(Recorded data)
━━━━━━━━━━━━━━━━━━━━━━━━━━━━━━
#![forbid(unsafe_code)]

use anyhow::{Context, Result};
use std::{
    collections::HashMap,
    env, fmt, fs,
    path::{Path, PathBuf},
};

use crate::error::Error;

pub const DEFAULT_ENV_PATH: &str = ".env";
pub const DEFAULT_DATABASE_PATH: &str = "data/vod-commander.db";
pub const DEFAULT_PORT: u16 = 8080;
pub const DEFAULT_HOST: &str = "127.0.0.1";

const DATABASE_KEY: &str = "VOD_COMMANDER_DB";
const HOST_KEY: &str = "VOD_COMMANDER_HOST";
const PORT_KEY: &str = "VOD_COMMANDER_PORT";
const CLIENT_ID_KEY: &str = "TWITCH_CLIENT_ID";
const CLIENT_SECRET_KEY: &str = "TWITCH_CLIENT_SECRET";

/// Twitch application credentials. Either half may be missing; that only
/// becomes an error once a token is actually needed.
#[derive(Clone, Default)]
pub struct TwitchCredentials {
    pub client_id: Option<String>,
    pub client_secret: Option<String>,
}

impl TwitchCredentials {
    pub fn client_id(&self) -> Result<&str, Error> {
        self.client_id
            .as_deref()
            .ok_or_else(|| Error::Configuration(format!("{CLIENT_ID_KEY} must be set")))
    }

    pub fn pair(&self) -> Result<(&str, &str), Error> {
        match (self.client_id.as_deref(), self.client_secret.as_deref()) {
            (Some(id), Some(secret)) => Ok((id, secret)),
            _ => Err(Error::Configuration(format!(
                "{CLIENT_ID_KEY} and {CLIENT_SECRET_KEY} must be set"
            ))),
        }
    }
}

impl fmt::Debug for TwitchCredentials {
    fn fmt(&self, f: &mut fmt::Formatter<'_>) -> fmt::Result {
        f.debug_struct("TwitchCredentials")
            .field("client_id", &self.client_id)
            .field(
                "client_secret",
                &self.client_secret.as_ref().map(|_| "<redacted>"),
            )
            .finish()
    }
}

#[derive(Debug, Clone)]
pub struct RuntimeConfig {
    pub database_path: PathBuf,
    pub host: String,
    pub port: u16,
    pub twitch: TwitchCredentials,
}

#[derive(Debug, Clone, Default)]
pub struct RuntimeOverrides {
    pub database_path: Option<PathBuf>,
    pub host: Option<String>,
    pub port: Option<u16>,
    pub env_path: Option<PathBuf>,
}

pub fn load_runtime_config() -> Result<RuntimeConfig> {
    resolve_runtime_config(RuntimeOverrides::default())
}

pub fn resolve_runtime_config(overrides: RuntimeOverrides) -> Result<RuntimeConfig> {
    let env_path = overrides
        .env_path
        .clone()
        .unwrap_or_else(|| PathBuf::from(DEFAULT_ENV_PATH));
    let file_vars = read_env_file(&env_path)?;
    Ok(build_runtime_config(&file_vars, env_var_string, overrides))
}

/// Precedence per key: explicit override, process env, `.env` file, default.
fn build_runtime_config(
    file_vars: &HashMap<String, String>,
    env_lookup: impl Fn(&str) -> Option<String>,
    overrides: RuntimeOverrides,
) -> RuntimeConfig {
    let database_path = overrides
        .database_path
        .or_else(|| lookup_value(DATABASE_KEY, file_vars, &env_lookup).map(PathBuf::from))
        .unwrap_or_else(|| PathBuf::from(DEFAULT_DATABASE_PATH));
    let port = overrides
        .port
        .or_else(|| {
            lookup_value(PORT_KEY, file_vars, &env_lookup)
                .and_then(|value| value.parse::<u16>().ok())
        })
        .unwrap_or(DEFAULT_PORT);
    let host = overrides
        .host
        .map(|value| value.trim().to_string())
        .filter(|value| !value.is_empty())
        .or_else(|| lookup_value(HOST_KEY, file_vars, &env_lookup))
        .unwrap_or_else(|| DEFAULT_HOST.to_string());
    let twitch = TwitchCredentials {
        client_id: lookup_value(CLIENT_ID_KEY, file_vars, &env_lookup),
        client_secret: lookup_value(CLIENT_SECRET_KEY, file_vars, &env_lookup),
    };

    RuntimeConfig {
        database_path,
        host,
        port,
        twitch,
    }
}

fn env_var_string(key: &str) -> Option<String> {
    env::var(key).ok().and_then(|value| {
        let trimmed = value.trim();
        if trimmed.is_empty() {
            None
        } else {
            Some(trimmed.to_string())
        }
    })
}

fn lookup_value(
    key: &str,
    file_vars: &HashMap<String, String>,
    env_lookup: &impl Fn(&str) -> Option<String>,
) -> Option<String> {
    env_lookup(key)
        .or_else(|| file_vars.get(key).cloned())
        .map(|value| value.trim().to_string())
        .filter(|value| !value.is_empty())
}

pub fn read_env_file(path: &Path) -> Result<HashMap<String, String>> {
    let mut vars = HashMap::new();
    if !path.exists() {
        return Ok(vars);
    }
    let content =
        fs::read_to_string(path).with_context(|| format!("Reading {}", path.display()))?;
    for line in content.lines() {
        let trimmed = line.trim();
        if trimmed.is_empty() || trimmed.starts_with('#') {
            continue;
        }
        let line = trimmed.strip_prefix("export ").unwrap_or(trimmed);
        let Some((key, value_raw)) = line.split_once('=') else {
            continue;
        };
        let key = key.trim();
        if key.is_empty() {
            continue;
        }
        let value = value_raw.trim();
        let value = value
            .strip_prefix('"')
            .and_then(|value| value.strip_suffix('"'))
            .or_else(|| {
                value
                    .strip_prefix('\'')
                    .and_then(|value| value.strip_suffix('\''))
            })
            .unwrap_or(value);
        vars.insert(key.to_string(), value.to_string());
    }
    Ok(vars)
}
//! SQLite persistence for registered channels, their VODs and per-user
//! render settings.
//!
//! Timestamps are stored as unix seconds so that ordering by publication
//! time is a plain integer comparison.

use std::path::Path;

use anyhow::{Context, Result};
use chrono::{DateTime, Utc};
use libsql::{Builder, Connection, Row, params};
use serde::{Deserialize, Serialize};

use crate::commands::{DEFAULT_CHAT_FONT, DEFAULT_CHAT_HEIGHT, DEFAULT_CHAT_WIDTH, RenderSettings};
use crate::twitch::{ChannelProfile, FetchedVod};

pub const DEFAULT_VODS_PER_LOAD: i64 = 5;

/// A platform channel registered by one user.
#[derive(Debug, Clone, PartialEq, Eq, Serialize, Deserialize)]
#[serde(rename_all = "camelCase")]
pub struct ChannelRecord {
    pub id: i64,
    pub user_id: String,
    pub twitch_id: String,
    pub login: String,
    pub display_name: String,
    pub avatar_url: String,
    pub created_at: DateTime<Utc>,
    pub updated_at: DateTime<Utc>,
}

/// Rows stored in the `vods` table. `vod_id` is the platform's identifier
/// and the upsert key.
#[derive(Debug, Clone, PartialEq, Eq, Serialize, Deserialize)]
#[serde(rename_all = "camelCase")]
pub struct VodRecord {
    pub id: i64,
    pub vod_id: String,
    pub channel_id: i64,
    pub title: String,
    pub published_at: DateTime<Utc>,
    pub duration: i64,
    pub url: String,
    pub thumbnail: String,
}

#[derive(Debug, Clone, PartialEq, Eq, Serialize, Deserialize)]
#[serde(rename_all = "camelCase")]
pub struct UserSettings {
    pub chat_width: i64,
    pub chat_height: i64,
    pub chat_font: String,
    pub vods_per_load: i64,
}

impl Default for UserSettings {
    fn default() -> Self {
        Self {
            chat_width: DEFAULT_CHAT_WIDTH,
            chat_height: DEFAULT_CHAT_HEIGHT,
            chat_font: DEFAULT_CHAT_FONT.to_string(),
            vods_per_load: DEFAULT_VODS_PER_LOAD,
        }
    }
}

impl UserSettings {
    pub fn render(&self) -> RenderSettings {
        RenderSettings {
            chat_width: self.chat_width,
            chat_height: self.chat_height,
            chat_font: self.chat_font.clone(),
        }
    }
}

async fn configure_connection(conn: &Connection) -> Result<()> {
    conn.execute_batch(
        r#"
        PRAGMA journal_mode=WAL;
        PRAGMA synchronous=NORMAL;
        PRAGMA foreign_keys=ON;
        "#,
    )
    .await?;
    Ok(())
}

async fn ensure_schema(conn: &Connection) -> Result<()> {
    conn.execute_batch(
        r#"
        CREATE TABLE IF NOT EXISTS channels (
            id INTEGER PRIMARY KEY AUTOINCREMENT,
            user_id TEXT NOT NULL,
            twitch_id TEXT NOT NULL,
            login TEXT NOT NULL,
            display_name TEXT NOT NULL,
            avatar_url TEXT NOT NULL DEFAULT '',
            created_at INTEGER NOT NULL,
            updated_at INTEGER NOT NULL,
            UNIQUE(user_id, twitch_id)
        );

        CREATE TABLE IF NOT EXISTS vods (
            id INTEGER PRIMARY KEY AUTOINCREMENT,
            vod_id TEXT NOT NULL UNIQUE,
            channel_id INTEGER NOT NULL REFERENCES channels(id) ON DELETE CASCADE,
            title TEXT NOT NULL,
            published_at INTEGER NOT NULL,
            duration INTEGER NOT NULL DEFAULT 0,
            url TEXT NOT NULL,
            thumbnail TEXT NOT NULL DEFAULT '',
            created_at INTEGER NOT NULL,
            updated_at INTEGER NOT NULL
        );

        CREATE TABLE IF NOT EXISTS user_settings (
            user_id TEXT PRIMARY KEY,
            chat_width INTEGER NOT NULL,
            chat_height INTEGER NOT NULL,
            chat_font TEXT NOT NULL,
            vods_per_load INTEGER NOT NULL,
            updated_at INTEGER NOT NULL
        );

        CREATE INDEX IF NOT EXISTS idx_channels_user ON channels(user_id, created_at);
        CREATE INDEX IF NOT EXISTS idx_vods_channel_published ON vods(channel_id, published_at DESC);
        "#,
    )
    .await?;
    Ok(())
}

const CHANNEL_COLUMNS: &str =
    "id, user_id, twitch_id, login, display_name, avatar_url, created_at, updated_at";
const VOD_COLUMNS: &str = "id, vod_id, channel_id, title, published_at, duration, url, thumbnail";

/// Wrapper around the SQLite-compatible connection. Cheap to clone; every
/// clone shares the same underlying connection.
#[derive(Clone)]
pub struct MetadataStore {
    conn: Connection,
}

impl MetadataStore {
    /// Opens (and if necessary creates) the database file and ensures the
    /// expected schema exists.
    pub async fn open(path: &Path) -> Result<Self> {
        if let Some(parent) = path.parent() {
            std::fs::create_dir_all(parent)
                .with_context(|| format!("creating database directory {}", parent.display()))?;
        }

        let db = Builder::new_local(path)
            .build()
            .await
            .with_context(|| format!("opening database {}", path.display()))?;

        let conn = db.connect()?;
        configure_connection(&conn).await?;
        ensure_schema(&conn).await?;
        Ok(Self { conn })
    }

    /// Registers a channel for `user_id`. Returns `None` when that user
    /// already tracks the same platform channel.
    pub async fn insert_channel(
        &self,
        user_id: &str,
        profile: &ChannelProfile,
    ) -> Result<Option<ChannelRecord>> {
        let now = Utc::now().timestamp();
        let mut rows = self
            .conn
            .query(
                &format!(
                    r#"
                    INSERT INTO channels (
                        user_id, twitch_id, login, display_name, avatar_url, created_at, updated_at
                    ) VALUES (?1, ?2, ?3, ?4, ?5, ?6, ?6)
                    ON CONFLICT(user_id, twitch_id) DO NOTHING
                    RETURNING {CHANNEL_COLUMNS}
                    "#
                ),
                params![
                    user_id,
                    profile.twitch_id.as_str(),
                    profile.login.as_str(),
                    profile.display_name.as_str(),
                    profile.avatar_url.as_str(),
                    now,
                ],
            )
            .await
            .context("inserting channel")?;

        // The conflict clause returns no row for a duplicate.
        match rows.next().await.context("reading inserted channel")? {
            Some(row) => Ok(Some(row_to_channel(&row)?)),
            None => Ok(None),
        }
    }

    /// Looks a channel up under its owner; other users' channels are
    /// indistinguishable from missing ones.
    pub async fn find_channel(&self, user_id: &str, channel_id: i64) -> Result<Option<ChannelRecord>> {
        let mut rows = self
            .conn
            .query(
                &format!("SELECT {CHANNEL_COLUMNS} FROM channels WHERE id = ?1 AND user_id = ?2"),
                params![channel_id, user_id],
            )
            .await?;
        match rows.next().await? {
            Some(row) => Ok(Some(row_to_channel(&row)?)),
            None => Ok(None),
        }
    }

    /// Deletes the channel and, through the foreign key, its VODs.
    pub async fn delete_channel(&self, user_id: &str, channel_id: i64) -> Result<bool> {
        let deleted = self
            .conn
            .execute(
                "DELETE FROM channels WHERE id = ?1 AND user_id = ?2",
                params![channel_id, user_id],
            )
            .await
            .context("deleting channel")?;
        Ok(deleted > 0)
    }

    /// Channels of one user, most recently registered first.
    pub async fn list_channels(&self, user_id: &str) -> Result<Vec<ChannelRecord>> {
        let mut rows = self
            .conn
            .query(
                &format!(
                    "SELECT {CHANNEL_COLUMNS} FROM channels WHERE user_id = ?1 ORDER BY created_at DESC, id DESC"
                ),
                params![user_id],
            )
            .await?;
        let mut channels = Vec::new();
        while let Some(row) = rows.next().await? {
            channels.push(row_to_channel(&row)?);
        }
        Ok(channels)
    }

    pub async fn list_all_channels(&self) -> Result<Vec<ChannelRecord>> {
        let mut rows = self
            .conn
            .query(
                &format!("SELECT {CHANNEL_COLUMNS} FROM channels ORDER BY id ASC"),
                params![],
            )
            .await?;
        let mut channels = Vec::new();
        while let Some(row) = rows.next().await? {
            channels.push(row_to_channel(&row)?);
        }
        Ok(channels)
    }

    /// Refreshes the mutable parts of a channel (login, name and avatar).
    /// Only applies when `profile` belongs to the same platform channel;
    /// returns whether a row was updated.
    pub async fn update_channel_profile(&self, channel_id: i64, profile: &ChannelProfile) -> Result<bool> {
        let updated = self
            .conn
            .execute(
                r#"
                UPDATE channels
                SET login = ?3, display_name = ?4, avatar_url = ?5, updated_at = ?6
                WHERE id = ?1 AND twitch_id = ?2
                "#,
                params![
                    channel_id,
                    profile.twitch_id.as_str(),
                    profile.login.as_str(),
                    profile.display_name.as_str(),
                    profile.avatar_url.as_str(),
                    Utc::now().timestamp(),
                ],
            )
            .await
            .context("updating channel profile")?;
        Ok(updated > 0)
    }

    /// Inserts or updates a VOD keyed by its platform id. An existing row
    /// keeps the channel it was first stored under, so when two users track
    /// the same platform channel the returned record may carry the other
    /// user's `channel_id` and is not counted under `channel_id`.
    pub async fn upsert_vod(&self, channel_id: i64, vod: &FetchedVod) -> Result<VodRecord> {
        let now = Utc::now().timestamp();
        self.conn
            .execute(
                r#"
                INSERT INTO vods (
                    vod_id, channel_id, title, published_at, duration, url, thumbnail,
                    created_at, updated_at
                ) VALUES (?1, ?2, ?3, ?4, ?5, ?6, ?7, ?8, ?8)
                ON CONFLICT(vod_id) DO UPDATE SET
                    title = excluded.title,
                    published_at = excluded.published_at,
                    duration = excluded.duration,
                    url = excluded.url,
                    thumbnail = excluded.thumbnail,
                    updated_at = excluded.updated_at
                "#,
                params![
                    vod.vod_id.as_str(),
                    channel_id,
                    vod.title.as_str(),
                    vod.published_at.timestamp(),
                    vod.duration,
                    vod.url.as_str(),
                    vod.thumbnail.as_str(),
                    now,
                ],
            )
            .await
            .with_context(|| format!("upserting vod {}", vod.vod_id))?;

        self.get_vod(&vod.vod_id)
            .await?
            .with_context(|| format!("vod {} missing after upsert", vod.vod_id))
    }

    pub async fn get_vod(&self, vod_id: &str) -> Result<Option<VodRecord>> {
        let mut rows = self
            .conn
            .query(
                &format!("SELECT {VOD_COLUMNS} FROM vods WHERE vod_id = ?1"),
                params![vod_id],
            )
            .await?;
        match rows.next().await? {
            Some(row) => Ok(Some(row_to_vod(&row)?)),
            None => Ok(None),
        }
    }

    /// One page of a channel's VODs, newest publication first.
    pub async fn list_vods(&self, channel_id: i64, limit: i64, offset: i64) -> Result<Vec<VodRecord>> {
        let mut rows = self
            .conn
            .query(
                &format!(
                    r#"
                    SELECT {VOD_COLUMNS}
                    FROM vods
                    WHERE channel_id = ?1
                    ORDER BY published_at DESC, id DESC
                    LIMIT ?2 OFFSET ?3
                    "#
                ),
                params![channel_id, limit, offset],
            )
            .await?;
        let mut vods = Vec::new();
        while let Some(row) = rows.next().await? {
            vods.push(row_to_vod(&row)?);
        }
        Ok(vods)
    }

    pub async fn count_vods(&self, channel_id: i64) -> Result<i64> {
        let mut rows = self
            .conn
            .query(
                "SELECT COUNT(*) FROM vods WHERE channel_id = ?1",
                params![channel_id],
            )
            .await?;
        let row = rows.next().await?.context("missing count row")?;
        Ok(row.get(0)?)
    }

    pub async fn latest_vod(&self, channel_id: i64) -> Result<Option<VodRecord>> {
        Ok(self.list_vods(channel_id, 1, 0).await?.into_iter().next())
    }

    pub async fn get_settings(&self, user_id: &str) -> Result<Option<UserSettings>> {
        let mut rows = self
            .conn
            .query(
                r#"
                SELECT chat_width, chat_height, chat_font, vods_per_load
                FROM user_settings
                WHERE user_id = ?1
                "#,
                params![user_id],
            )
            .await?;
        let Some(row) = rows.next().await? else {
            return Ok(None);
        };
        Ok(Some(UserSettings {
            chat_width: row.get(0)?,
            chat_height: row.get(1)?,
            chat_font: row.get(2)?,
            vods_per_load: row.get(3)?,
        }))
    }

    /// Returns the user's settings, writing the defaults on first access.
    pub async fn get_or_create_settings(&self, user_id: &str) -> Result<UserSettings> {
        if let Some(existing) = self.get_settings(user_id).await? {
            return Ok(existing);
        }
        let defaults = UserSettings::default();
        self.conn
            .execute(
                r#"
                INSERT INTO user_settings (
                    user_id, chat_width, chat_height, chat_font, vods_per_load, updated_at
                ) VALUES (?1, ?2, ?3, ?4, ?5, ?6)
                ON CONFLICT(user_id) DO NOTHING
                "#,
                params![
                    user_id,
                    defaults.chat_width,
                    defaults.chat_height,
                    defaults.chat_font.as_str(),
                    defaults.vods_per_load,
                    Utc::now().timestamp(),
                ],
            )
            .await
            .context("creating default settings")?;
        self.get_settings(user_id)
            .await?
            .context("settings missing after insert")
    }

    pub async fn upsert_settings(&self, user_id: &str, settings: &UserSettings) -> Result<UserSettings> {
        self.conn
            .execute(
                r#"
                INSERT INTO user_settings (
                    user_id, chat_width, chat_height, chat_font, vods_per_load, updated_at
                ) VALUES (?1, ?2, ?3, ?4, ?5, ?6)
                ON CONFLICT(user_id) DO UPDATE SET
                    chat_width = excluded.chat_width,
                    chat_height = excluded.chat_height,
                    chat_font = excluded.chat_font,
                    vods_per_load = excluded.vods_per_load,
                    updated_at = excluded.updated_at
                "#,
                params![
                    user_id,
                    settings.chat_width,
                    settings.chat_height,
                    settings.chat_font.as_str(),
                    settings.vods_per_load,
                    Utc::now().timestamp(),
                ],
            )
            .await
            .context("saving settings")?;
        Ok(settings.clone())
    }
}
━━━━━━━━━━━━━━━━━━━━━━━━━━━━━━
> **WORK REQUEST**: Show each line of the data that contains the string "PRAGMA".

> **WRITTEN SOLUTION**:
        PRAGMA journal_mode=WAL;
        PRAGMA synchronous=NORMAL;
        PRAGMA foreign_keys=ON;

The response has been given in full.